Dieses Wissen könne man in keinem Kurs vermitteln. Lithographie-Experte Henry Ruck aber weiß dank seiner Erfahrung, wie bestimmte Steine und Oberflächen reagieren oder welchen Schritt er als nächsten gehen muss, damit der spätere Druck erfolgreich wird. Er formuliert das wie folgt: „Ich rede mit dem Stein – oder er redet mit mir. Er sagt, was er nicht haben will. Oder ich zeige ihm, wie ich etwas lieber haben möchte." Letztlich sei die Lithographie ein Prozess, dessen Geheimnisse man sich erarbeiten müsse.
Eine 500 Jahre alte Tradition

Der Kupferdruck, das älteste in Deutschland angewendete Druckverfahren, hat eine über 500 Jahre alte Tradition. Verglichen damit ist die Lithographie noch jung.
Anfänglich erstellte man damit schwarz-weiße Druckvorlagen für Printmedien wie Plakate oder Mitteilungsblätter. Im Laufe der Zeit eigneten sich Künstler die Technik an und verfeinerten sie. Bekannte Beispiele sind Henri de Toulouse-Lautrec, die Künstlergruppe „Die Brücke" oder die Collagekunst des Dada.
Bis zur Mitte des 19. Jahrhunderts wurden Printmedien im handwerklichen Druck hergestellt. Dann hielt der technische Fortschritt Einzug. Nach und nach verdrängte die industrielle Produktion die manuellen Drucktechniken. Künstler pflegten und pflegen die Druckgrafik als Kunstform weiter. Heute existiert sie nur noch in künstlerischen Werkstätten, Museen, Hochschulen, Schulen oder Volkshochschulen. Zudem macht das digitale Zeitalter auch vor dieser Kunstform nicht Halt: Kombinationsformen von digitaler Technik und traditionellem Handwerk entstehen – das ist zwar einerseits zuträglich für die Vielfalt.

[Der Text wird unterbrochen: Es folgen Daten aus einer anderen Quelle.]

use serde::{Deserialize, Serialize};

/// High-level classification of an exercise
#[derive(Debug, Clone, Copy, PartialEq, Eq, Hash, Serialize, Deserialize)]
#[serde(rename_all = "snake_case")]
pub enum ExerciseCategory {
    Strength,
    Cardio,
    Flexibility,
    Balance,
}

/// Fundamental movement pattern the exercise trains
#[derive(Debug, Clone, Copy, PartialEq, Eq, Hash, Serialize, Deserialize)]
#[serde(rename_all = "snake_case")]
pub enum MovementPattern {
    Push,
    Pull,
    Squat,
    Hinge,
    Lunge,
    Carry,
    Rotation,
    Gait, // locomotion: running, rowing, cycling
    Static, // holds and stretches
}

/// Muscle groups used for bucketed day-focus selection
#[derive(Debug, Clone, Copy, PartialEq, Eq, Hash, Serialize, Deserialize)]
#[serde(rename_all = "snake_case")]
pub enum MuscleGroup {
    Chest,
    Back,
    Shoulders,
    Biceps,
    Triceps,
    Quadriceps,
    Hamstrings,
    Glutes,
    Calves,
    Core,
    FullBody,
}

/// Exercise difficulty; ordered so beginner < intermediate < advanced
#[derive(Debug, Clone, Copy, PartialEq, Eq, PartialOrd, Ord, Hash, Serialize, Deserialize)]
#[serde(rename_all = "snake_case")]
pub enum Difficulty {
    Beginner,
    Intermediate,
    Advanced,
}

/// A single entry in the exercise catalog. Immutable, loaded once.
#[derive(Debug, Clone, Serialize, Deserialize)]
pub struct ExerciseDefinition {
    pub id: String,
    pub name: String,
    pub category: ExerciseCategory,
    pub movement_pattern: MovementPattern,
    pub primary_muscle_group: MuscleGroup,
    pub secondary_muscle_groups: Vec<MuscleGroup>,
    pub muscle_region: String, // sub-area within the primary group, "full" when undifferentiated
    pub difficulty: Difficulty,
    pub equipment: Vec<String>, // tags; empty means bodyweight only
    pub alternatives: Vec<String>, // ids of substitute exercises
}

impl ExerciseDefinition {
    /// Compound = engages at least one secondary muscle group.
    pub fn is_compound(&self) -> bool {
        !self.secondary_muscle_groups.is_empty()
    }

    /// Rep ceiling used by the set-scheme clamp and the progression engine.
    pub fn rep_cap(&self) -> u32 {
        if self.is_compound() {
            10
        } else {
            20
        }
    }

    /// True when the exercise needs no equipment beyond a mat.
    pub fn is_bodyweight(&self) -> bool {
        self.equipment
            .iter()
            .all(|e| matches!(e.as_str(), "bodyweight" | "mat" | "none"))
    }
}
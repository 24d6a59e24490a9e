use std::env;
use std::sync::Arc;

use anyhow::Result;
use tracing::info;
use wellness_coach::config::AppConfig;
use wellness_coach::models::ProfileAnswers;
use wellness_coach::services::CoachService;
use wellness_coach::storage::MemoryStore;

/// Demo entry point: resolves a profile from environment variables,
/// generates plan variations against an in-memory store, and prints them
/// as JSON.
#[tokio::main]
async fn main() -> Result<()> {
    let config = AppConfig::from_env()?;
    config.init_tracing();

    let answers = ProfileAnswers {
        goal: env::var("GOAL").unwrap_or_else(|_| "build muscle".to_string()),
        experience: env::var("EXPERIENCE").unwrap_or_else(|_| "beginner".to_string()),
        frequency: env::var("FREQUENCY").unwrap_or_else(|_| "3 days a week".to_string()),
        equipment: env::var("EQUIPMENT").unwrap_or_else(|_| "gym".to_string()),
        injuries: env::var("INJURIES").unwrap_or_default(),
        session_length: env::var("SESSION_LENGTH").unwrap_or_default(),
    };

    let store = Arc::new(MemoryStore::new());
    let coach = CoachService::with_config(store, &config);
    let user = "demo";

    coach.save_profile(user, &answers).await?;
    let plans = coach
        .generate_plan_variations(user, config.default_variation_count)
        .await?;

    info!(variations = plans.len(), "plan generation complete");
    println!("{}", serde_json::to_string_pretty(&plans)?);

    Ok(())
}
pub mod catalog;
pub mod config;
pub mod errors;
pub mod models;
pub mod services;
pub mod storage;
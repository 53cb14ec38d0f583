//! # stockroom-db: Inventory Repository for Stockroom
//!
//! This crate provides database access for the Stockroom inventory.
//! It uses SQLite for storage with sqlx for async operations.
//!
//! ## Architecture Position
//! ```text
//! ┌─────────────────────────────────────────────────────────────────────────┐
//! │                        Stockroom Data Flow                              │
//! │                                                                         │
//! │  Front-end builds an InventoryItem (stockroom-core)                    │
//! │       │                                                                 │
//! │       ▼                                                                 │
//! │  ┌─────────────────────────────────────────────────────────────────┐   │
//! │  │                  stockroom-db (THIS CRATE)                      │   │
//! │  │                                                                 │   │
//! │  │   ┌───────────────┐    ┌─────────────────┐    ┌────────────┐  │   │
//! │  │   │   Database    │    │  Repository     │    │  Schema    │  │   │
//! │  │   │   (pool.rs)   │    │ (inventory.rs)  │    │ (schema.rs)│  │   │
//! │  │   │               │    │                 │    │            │  │   │
//! │  │   │ SqlitePool    │◄───│ InventoryRepo   │    │ products   │  │   │
//! │  │   │ DbConfig      │    │ add / remove    │    │ IF NOT     │  │   │
//! │  │   │               │    │ update / list   │    │ EXISTS     │  │   │
//! │  │   └───────────────┘    └─────────────────┘    └────────────┘  │   │
//! │  └─────────────────────────────────────────────────────────────────┘   │
//! │       │                                                                 │
//! │       ▼                                                                 │
//! │  SQLite Database (stockroom.db)                                        │
//! └─────────────────────────────────────────────────────────────────────────┘
//! ```
//!
//! ## Module Organization
//!
//! - [`pool`] - Connection pool creation and configuration
//! - [`schema`] - The `products` table
//! - [`error`] - Database error types
//! - [`repository`] - Inventory repository
//!
//! ## Usage
//!
//! ```rust,ignore
//! use stockroom_core::ElectronicProduct;
//! use stockroom_db::{Database, DbConfig};
//!
//! let db = Database::new(DbConfig::new("stockroom.db")).await?;
//!
//! let mouse = ElectronicProduct::new("101", "mouse", 9.99, 50, 2)?;
//! db.inventory().add(&mouse.into()).await?;
//!
//! let rows = db.inventory().list().await?;
//! db.close().await;
//! ```

// =============================================================================
// Module Declarations
// =============================================================================

pub mod error;
pub mod pool;
pub mod repository;
pub mod schema;

// =============================================================================
// Re-exports
// =============================================================================

pub use error::{DbError, DbResult};
pub use pool::{Database, DbConfig};
pub use repository::inventory::InventoryRepository;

Andererseits kann es aber auch dazu beitragen, dass die traditionelle Technik sich verändert oder ganz verschwindet.

In der Lithowerkstatt in Berlin-Treptow sieht man daher einen Schwerpunkt der Arbeit darin, die alten Techniken zu pflegen und weiterzugeben. Und so haben in den vergangenen Jahren mehr als 400 Künstlerinnen und Künstler aus 20 Ländern das Angebot der Werkstatt genutzt. Auch des Themas Inklusion nehmen sich die Künstler an. Gefördert durch die Union Sozialer Einrichtungen Berlin gemeinnützige GmbH (USE) arbeiten in der Lithowerkstatt auch Menschen mit psychischer Behinderung an ihrer Kunst. Besonders stolz ist Werkstattleiter Ruck auf das Miteinander und den Austausch zwischen den so unterschiedlichen Menschen. Denn rund um Drucksteine und Presse mache man keine Unterschiede zwischen Jung und Alt, zwischen erfahrenen Künstlern oder Neulingen oder auch zwischen Menschen mit und ohne Handicap.